Amazonie bolivienne

Publié le par Franck

Avertissement prealable au lecteur : cet article est long. Tres long. Mais c'etait tellement bien...

L'aventure commence a la Paz, avec le bus. Le bolivien a une facheuse tendance a arriver au dernier moment, voire en retard. 10 min avant le depart, le bus est pret. C'est sans compter sur un bolivien qui arrive avec une pile de cartons aussi haute que lui. On reorganise les soutes, oui car je participe aussi. Certains cartons ou sacs vont rejoindre les 4m3 de feuilles de coca qui sont deja sur le toit. C'est bon, tout rentre. Et non, 5 min plus tard, rebelote. Puis a nouveau avec un cadeau de Noel super fragile qui finira aussi sur le toit, faute de place. Le bouquet final, c'est quand un jeune arrive avec rien de moins qu'une machine a laver pour prendre le bus. Je n'ai que ca, dit-il. Heureusement! Hop, sur le toit aussi.
On peut enfin partir avec 1h de retard mais au bout de 30 secondes, arret... Le guidon d'une bicyclette arrache les fils du reseau electrique. Le chargement est un peu haut peut etre. Pas de probleme, le deuxieme chauffeur passe par une fenetre du bus pour monter soulever les fils et regler ce petit detail.
30 min plus tard, on s'arrete de nouveau a la sortie de La Paz. On a un petit probleme avec la bicyclette. Elle gene pour passer un peage. Apres un rapide sondage, il s'avere qu'elle n'est a personne. Elle a du etre chargee par inadvertance. On hesite a la laisser la, a la garder. Finalement on la deplace et elle ira passer les fetes de fin d'annee a Rurre, sans son proprietaire. On repart une heure plus tard...

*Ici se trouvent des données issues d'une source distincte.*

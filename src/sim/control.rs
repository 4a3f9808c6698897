//! Directional tilt intent
//!
//! Four independent "held" flags are the whole input model. Clicks on the
//! border toggle them, key presses set and clear them, and every tick the
//! flags are summed into a tilt vector (opposites cancel).

use glam::Vec2;
use serde::{Deserialize, Serialize};

/// Host key codes for the arrow keys
pub mod keys {
    pub const ARROW_LEFT: u32 = 1005;
    pub const ARROW_UP: u32 = 1006;
    pub const ARROW_RIGHT: u32 = 1007;
    pub const ARROW_DOWN: u32 = 1008;
    pub const W: u32 = b'w' as u32;
    pub const A: u32 = b'a' as u32;
    pub const S: u32 = b's' as u32;
    pub const D: u32 = b'd' as u32;
}

#[derive(Debug, Clone, Copy, PartialEq, Eq, Serialize, Deserialize)]
pub enum Direction {
    Up,
    Down,
    Left,
    Right,
}

impl Direction {
    /// Unit step in grid space (y grows downward)
    pub fn unit(&self) -> Vec2 {
        match self {
            Direction::Up => Vec2::new(0.0, -1.0),
            Direction::Down => Vec2::new(0.0, 1.0),
            Direction::Left => Vec2::new(-1.0, 0.0),
            Direction::Right => Vec2::new(1.0, 0.0),
        }
    }

    /// Direction bound to a host key code
    pub fn from_key(code: u32) -> Option<Self> {
        match code {
            keys::ARROW_UP | keys::W => Some(Direction::Up),
            keys::ARROW_DOWN | keys::S => Some(Direction::Down),
            keys::ARROW_LEFT | keys::A => Some(Direction::Left),
            keys::ARROW_RIGHT | keys::D => Some(Direction::Right),
            _ => None,
        }
    }

    /// Border button under a grid cell, for a grid that includes the border
    ///
    /// Corners and interior cells are not buttons.
    pub fn from_edge_cell(x: i32, y: i32, grid_width: usize, grid_height: usize) -> Option<Self> {
        let (w, h) = (grid_width as i32, grid_height as i32);
        let inner_x = x >= 1 && x < w - 1;
        let inner_y = y >= 1 && y < h - 1;
        if inner_x && y == 0 {
            Some(Direction::Up)
        } else if inner_x && y == h - 1 {
            Some(Direction::Down)
        } else if inner_y && x == 0 {
            Some(Direction::Left)
        } else if inner_y && x == w - 1 {
            Some(Direction::Right)
        } else {
            None
        }
    }
}

/// Held directions plus the tilt derived from them
#[derive(Debug, Clone, Default, PartialEq, Serialize, Deserialize)]
pub struct ControlState {
    pub up: bool,
    pub down: bool,
    pub left: bool,
    pub right: bool,
    /// Acceleration applied to the ball this tick
    pub tilt: Vec2,
}

impl ControlState {
    pub fn held(&self, dir: Direction) -> bool {
        match dir {
            Direction::Up => self.up,
            Direction::Down => self.down,
            Direction::Left => self.left,
            Direction::Right => self.right,
        }
    }

    fn flag_mut(&mut self, dir: Direction) -> &mut bool {
        match dir {
            Direction::Up => &mut self.up,
            Direction::Down => &mut self.down,
            Direction::Left => &mut self.left,
            Direction::Right => &mut self.right,
        }
    }

    pub fn set(&mut self, dir: Direction, held: bool) {
        *self.flag_mut(dir) = held;
    }

    pub fn toggle(&mut self, dir: Direction) {
        let flag = self.flag_mut(dir);
        *flag = !*flag;
    }

    /// Let go of everything (map loads)
    pub fn release_all(&mut self) {
        *self = Self::default();
    }

    /// Recompute tilt from the held flags
    pub fn update_tilt(&mut self, accel: f32) -> Vec2 {
        self.tilt = [Direction::Up, Direction::Down, Direction::Left, Direction::Right]
            .into_iter()
            .filter(|d| self.held(*d))
            .map(|d| d.unit() * accel)
            .sum();
        self.tilt
    }
}

#[cfg(test)]
mod tests {
    use super::*;

    #[test]
    fn test_key_bindings() {
        assert_eq!(Direction::from_key(keys::ARROW_UP), Some(Direction::Up));
        assert_eq!(Direction::from_key(keys::S), Some(Direction::Down));
        assert_eq!(Direction::from_key(97), Some(Direction::Left));
        assert_eq!(Direction::from_key(1007), Some(Direction::Right));
        assert_eq!(Direction::from_key(32), None);
    }

    #[test]
    fn test_edge_cells() {
        // 5x4 grid: 3x2 map plus a one-cell border
        assert_eq!(Direction::from_edge_cell(2, 0, 5, 4), Some(Direction::Up));
        assert_eq!(Direction::from_edge_cell(1, 3, 5, 4), Some(Direction::Down));
        assert_eq!(Direction::from_edge_cell(0, 2, 5, 4), Some(Direction::Left));
        assert_eq!(Direction::from_edge_cell(4, 1, 5, 4), Some(Direction::Right));
        // corners
        assert_eq!(Direction::from_edge_cell(0, 0, 5, 4), None);
        assert_eq!(Direction::from_edge_cell(4, 3, 5, 4), None);
        // interior and outside
        assert_eq!(Direction::from_edge_cell(2, 2, 5, 4), None);
        assert_eq!(Direction::from_edge_cell(7, 0, 5, 4), None);
    }

    #[test]
    fn test_toggle_and_set() {
        let mut control = ControlState::default();
        control.toggle(Direction::Left);
        assert!(control.left);
        control.toggle(Direction::Left);
        assert!(!control.left);
        control.set(Direction::Up, true);
        control.set(Direction::Right, true);
        assert!(control.up && control.right);
        control.release_all();
        assert_eq!(control, ControlState::default());
    }

    #[test]
    fn test_tilt_sums_and_cancels() {
        let mut control = ControlState::default();
        control.set(Direction::Down, true);
        control.set(Direction::Right, true);
        let tilt = control.update_tilt(0.0075);
        assert!((tilt.x - 0.0075).abs() < 1e-7);
        assert!((tilt.y - 0.0075).abs() < 1e-7);

        control.set(Direction::Left, true);
        let tilt = control.update_tilt(0.0075);
        assert_eq!(tilt.x, 0.0);

        control.release_all();
        assert_eq!(control.update_tilt(0.0075), Vec2::ZERO);
    }
}
//! Game session driven by host callbacks
//!
//! The host engine calls `on_init` once and then `on_tick` at its fixed
//! timer rate, forwarding clicks and key presses in between. Each callback
//! mutates the simulation, turns the resulting events into audio and pushes
//! a freshly built frame.

use crate::audio::AudioDirector;
use crate::error::CampaignError;
use crate::platform::Host;
use crate::render::FrameBuilder;
use crate::settings::Settings;
use crate::sim::{self, Campaign, GameState, Snapshot};

/// Host timer interval in 60 Hz host ticks
const TIMER_INTERVAL: u32 = 1;

pub struct GameSession<H: Host> {
    state: GameState,
    host: H,
    frames: FrameBuilder,
    audio: AudioDirector,
    /// Grid size last sent to the host
    grid: Option<(usize, usize)>,
}

impl<H: Host> GameSession<H> {
    pub fn new(campaign: Campaign, settings: &Settings, host: H) -> Result<Self, CampaignError> {
        let state = GameState::new(campaign, settings.tuning.clone(), settings.control_scheme)?;
        log::info!(
            "Session created: {} maps, {} controls",
            state.campaign.len(),
            settings.control_scheme.as_str()
        );
        Ok(Self {
            state,
            host,
            frames: FrameBuilder::new(settings.dissolve_seed, settings.reduced_motion),
            audio: AudioDirector::new(settings.effective_music_volume(), settings.sfx_volume),
            grid: None,
        })
    }

    /// Load assets, start music and the timer, draw the first frame
    pub fn on_init(&mut self) {
        self.audio.load_all(&mut self.host);
        self.audio.start_music(&mut self.host, self.state.map.music_track);
        self.host.start_timer(TIMER_INTERVAL);
        self.flush();
    }

    pub fn on_tick(&mut self) {
        sim::tick(&mut self.state);
        self.audio.tick(&mut self.host);
        self.flush();
    }

    /// Click on grid cell (x, y)
    pub fn on_cell_clicked(&mut self, x: i32, y: i32) {
        sim::cell_clicked(&mut self.state, x, y);
        self.flush();
    }

    pub fn on_key_down(&mut self, code: u32) {
        sim::key_down(&mut self.state, code);
    }

    pub fn on_key_up(&mut self, code: u32) {
        sim::key_up(&mut self.state, code);
    }

    pub fn state(&self) -> &GameState {
        &self.state
    }

    pub fn snapshot(&self) -> Snapshot {
        self.state.snapshot()
    }

    pub fn host(&self) -> &H {
        &self.host
    }

    pub fn host_mut(&mut self) -> &mut H {
        &mut self.host
    }

    /// Route pending events to audio, then redraw
    fn flush(&mut self) {
        for event in self.state.drain_events() {
            log::trace!("Event: {:?}", event);
            self.audio.handle(&mut self.host, &self.state.campaign, &event);
        }

        let grid = self.state.grid_size();
        if self.grid != Some(grid) {
            self.host.set_grid_size(grid.0, grid.1);
            self.grid = Some(grid);
        }

        let frame = self.frames.build(&self.state.snapshot());
        self.host.draw_frame(&frame);
    }
}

On monte a 4600m avant de redescendre par la magnifique region des Yungas. On emprunte un nouvelle route asphaltee d'ou l'on peut admirer a loisir la "route de la mort" sur l'autre versant qui sert surtout aujourd'hui aux VTTistes amateurs de sensations fortes.
Tout d'un coup, ca frappe dans tous les sens sur les cotes du bus. On vient de crever. Le bolivien a aussi tendance a surveiller le bus et la route. Rassurant... ou pas. Un gars va ainsi faire quasi tout le voyage la tete a la fenetre, la casquette vissee sur le front. On s'arrete pour changer la roue qui se trouve bien judicieusement au fond de la soute a bagages...
1h plus tard, on a gagne le fond de la vallee et une route de terre qui serpente le long du rio Beni. Ca frappe a nouveau. Crevaison mais la on ne s'arrete pas. On n'a qu'une seule roue de secours. Notre ami bolivien ne quitte pas la route de yeux. Il est du cote du precipice et de la crevaison. La poussiere, meme pas peur. Un camion arrive en face. On le croise a gauche. Solene pense qu'ils ont du etre colonises par les anglais en fait. On comprendra un peu plus tard, devant la systematisation du phenomene, que cela permet au chauffeur, assis a gauche forcement, de mieux apprecier la distance qui le separe du ravin. Tout va bien. 
Un peu plus loin, on s'arrete pendant deux heures pour reparer les deux roues dans une gomeria. Le temps pour nous de grignoter quelques trucs et d'improviser un apero coca - biscuits sales.
22h apres notre depart, on arrive enfin a Rurre, presque dans le temps. A 5h pres.

La, changement complet d'atmosphere. Il fait chaud, humide, tout parait paisible. Les gens se deplacent en moto, sans casque forcement. On se croirait presque dans les iles. Les tenues legeres sont de sortie. Solene va pouvoir profiter pleinement toute la semaine de mon short Vertical, motifs 1991. Un must. Desole, c'etait le plus leger. Elle, arbore une robe rouge, forcement plus elegante. Farniente. Ca change de La Paz et ses temperatures plutot fraiches.
Le soir je goute au surubi a la plancha, un delicieux poisson a la texture exquise, peche dans le rio Beni meme.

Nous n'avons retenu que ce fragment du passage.